Using BERT for next sentence prediction

Question

Google's BERT is pretrained on next sentence prediction tasks, but I'm wondering if it's possible to call the next sentence prediction function on new data.

The idea is: given sentence A and given sentence B, I want a probabilistic label for whether or not sentence B follows sentence A. BERT is pretrained on a huge set of data, so I was hoping to use this next sentence prediction on new sentence data. I can't seem to figure out if this next sentence prediction function can be called and if so, how. Thanks for your help!

Bram Vanroy · Answer 1 · 2021-01-10T18:09:40.040

19

The answer by Aerin is out-dated.
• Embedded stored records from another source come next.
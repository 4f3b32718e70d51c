use std::fmt;

use dioxus::LaunchBuilder;
use dioxus::desktop::{Config as DesktopConfig, WindowBuilder};
use learnpath_core::model::{ApiConfig, DEFAULT_API_BASE_URL};
use services::{AppServices, Clock};
use tracing::info;
use tracing_subscriber::{EnvFilter, fmt as log_fmt};
use ui::{App, build_app_context};

const DEFAULT_DB_URL: &str = "sqlite://learnpath.sqlite3";
const API_URL_ENV: &str = "LEARNPATH_API_URL";
const DB_URL_ENV: &str = "LEARNPATH_DB_URL";

#[derive(Debug)]
enum ArgsError {
    MissingValue { flag: &'static str },
    UnknownArg(String),
    InvalidDbUrl { raw: String },
}

impl fmt::Display for ArgsError {
    fn fmt(&self, f: &mut fmt::Formatter<'_>) -> fmt::Result {
        match self {
            ArgsError::MissingValue { flag } => write!(f, "{flag} requires a value"),
            ArgsError::UnknownArg(arg) => write!(f, "unknown argument: {arg}"),
            ArgsError::InvalidDbUrl { raw } => write!(f, "invalid --db value: {raw}"),
        }
    }
}

impl std::error::Error for ArgsError {}

fn require_value(
    args: &mut impl Iterator<Item = String>,
    flag: &'static str,
) -> Result<String, ArgsError> {
    args.next().ok_or(ArgsError::MissingValue { flag })
}

fn print_usage() {
    eprintln!("Usage:");
    eprintln!("  learnpath [--api-url <url>] [--db <sqlite_url>]");
    eprintln!();
    eprintln!("Defaults:");
    eprintln!("  --api-url {DEFAULT_API_BASE_URL}");
    eprintln!("  --db {DEFAULT_DB_URL}");
    eprintln!();
    eprintln!("Environment:");
    eprintln!("  {API_URL_ENV}, {DB_URL_ENV}, RUST_LOG");
}

#[derive(Debug, PartialEq, Eq)]
struct Args {
    api_url: String,
    db_url: String,
}

impl Args {
    /// Flags win over environment variables, which win over defaults.
    fn parse(
        args: impl IntoIterator<Item = String>,
        env: impl Fn(&str) -> Option<String>,
    ) -> Result<Option<Self>, ArgsError> {
        let mut api_url = env(API_URL_ENV).unwrap_or_else(|| DEFAULT_API_BASE_URL.to_string());
        let mut db_url = env(DB_URL_ENV).map_or_else(|| DEFAULT_DB_URL.into(), normalize_sqlite_url);

        let mut args = args.into_iter();
        while let Some(arg) = args.next() {
            match arg.as_str() {
                "--api-url" => api_url = require_value(&mut args, "--api-url")?,
                "--db" => {
                    let value = require_value(&mut args, "--db")?;
                    if value.trim().is_empty() {
                        return Err(ArgsError::InvalidDbUrl { raw: value });
                    }
                    db_url = normalize_sqlite_url(value);
                }
                "--help" | "-h" => return Ok(None),
                _ => return Err(ArgsError::UnknownArg(arg)),
            }
        }

        Ok(Some(Self { api_url, db_url }))
    }
}

fn normalize_sqlite_url(raw: String) -> String {
    if raw == "sqlite::memory:" || raw.starts_with("sqlite://") {
        return raw;
    }

    let trimmed = raw.trim().to_string();
    let path_str = trimmed
        .strip_prefix("sqlite:")
        .unwrap_or(trimmed.as_str())
        .to_string();
    let path = std::path::Path::new(&path_str);
    let absolute = if path.is_absolute() {
        path.to_path_buf()
    } else {
        std::env::current_dir()
            .unwrap_or_else(|_| std::path::PathBuf::from("."))
            .join(path)
    };
    format!("sqlite://{}", absolute.display())
}

fn prepare_sqlite_file(db_url: &str) -> Result<(), Box<dyn std::error::Error>> {
    if db_url == "sqlite::memory:" {
        return Ok(());
    }

    let path = db_url
        .strip_prefix("sqlite://")
        .ok_or_else(|| ArgsError::InvalidDbUrl {
            raw: db_url.to_string(),
        })?;
    let path = path.split('?').next().unwrap_or(path);
    if path.is_empty() {
        return Err(ArgsError::InvalidDbUrl {
            raw: db_url.to_string(),
        }
        .into());
    }

    let path = std::path::Path::new(path);
    if let Some(parent) = path.parent() {
        std::fs::create_dir_all(parent)?;
    }

    if !path.exists() {
        std::fs::OpenOptions::new()
            .create(true)
            .write(true)
            .truncate(false)
            .open(path)?;
    }

    Ok(())
}

fn init_logging() {
    let filter = EnvFilter::try_from_default_env().unwrap_or_else(|_| EnvFilter::new("info"));
    log_fmt().with_env_filter(filter).init();
}

async fn run() -> Result<(), Box<dyn std::error::Error>> {
    let parsed = Args::parse(std::env::args().skip(1), |key| std::env::var(key).ok())
        .inspect_err(|_| print_usage())?;
    let Some(parsed) = parsed else {
        print_usage();
        return Ok(());
    };

    init_logging();

    let config = ApiConfig::new(parsed.api_url)?;
    prepare_sqlite_file(&parsed.db_url)?;
    let services = AppServices::new_sqlite(&parsed.db_url, config.clone(), Clock::system()).await?;
    info!(
        api = config.base_url(),
        signed_in = services.session().is_authenticated(),
        "starting learnpath"
    );

    let context = build_app_context(services);

    // On macOS, Dioxus/tao can default to an always-on-top window in some dev setups.
    let desktop_cfg = DesktopConfig::new().with_window(
        WindowBuilder::new()
            .with_title("Learnpath")
            .with_always_on_top(false),
    );

    LaunchBuilder::desktop()
        .with_cfg(desktop_cfg)
        .with_context(context)
        .launch(App);
    Ok(())
}

#[tokio::main]
async fn main() {
    if let Err(err) = run().await {
        eprintln!("{err}");
        std::process::exit(2);
    }
}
The HuggingFace library (now called transformers) has changed a lot over the last couple of months. Here is an example of how to use the next sentence prediction (NSP) model, and how to extract probabilities from it. NOTE this will only work well if you use a model that has a pretrained head for the NSP task.

from torch.nn.functional import softmax
from transformers import BertForNextSentencePrediction, BertTokenizer


seq_A = 'I like cookies !'
seq_B = 'Do you like them ?'

# load pretrained model and a pretrained tokenizer
model = BertForNextSentencePrediction.from_pretrained('bert-base-cased')
tokenizer = BertTokenizer.from_pretrained('bert-base-cased')

# encode the two sequences. Particularly, make clear that they must be 
# encoded as "one" input to the model by using 'seq_B' as the 'text_pair'
encoded = tokenizer.encode_plus(seq_A, text_pair=seq_B, return_tensors='pt')
print(encoded)
# {'input_ids': tensor([[  101,   146,  1176, 18621,   106,   102,  2091,  1128,  1176,  1172, 136,   102]]),
#  'token_type_ids': tensor([[0, 0, 0, 0, 0, 0, 1, 1, 1, 1, 1, 1]]),
#  'attention_mask': tensor([[1, 1, 1, 1, 1, 1, 1, 1, 1, 1, 1, 1]])}
# NOTE how the token_type_ids are 0 for all tokens in seq_A and 1 for seq_B, 
# this way the model knows which token belongs to which sequence

# a model's output is a tuple, we only need the output tensor containing
# the relationships which is the first item in the tuple
seq_relationship_logits = model(**encoded)[0]

# we still need softmax to convert the logits into probabilities
# index 0: sequence B is a continuation of sequence A
# index 1: sequence B is a random sequence
probs = softmax(seq_relationship_logits, dim=1)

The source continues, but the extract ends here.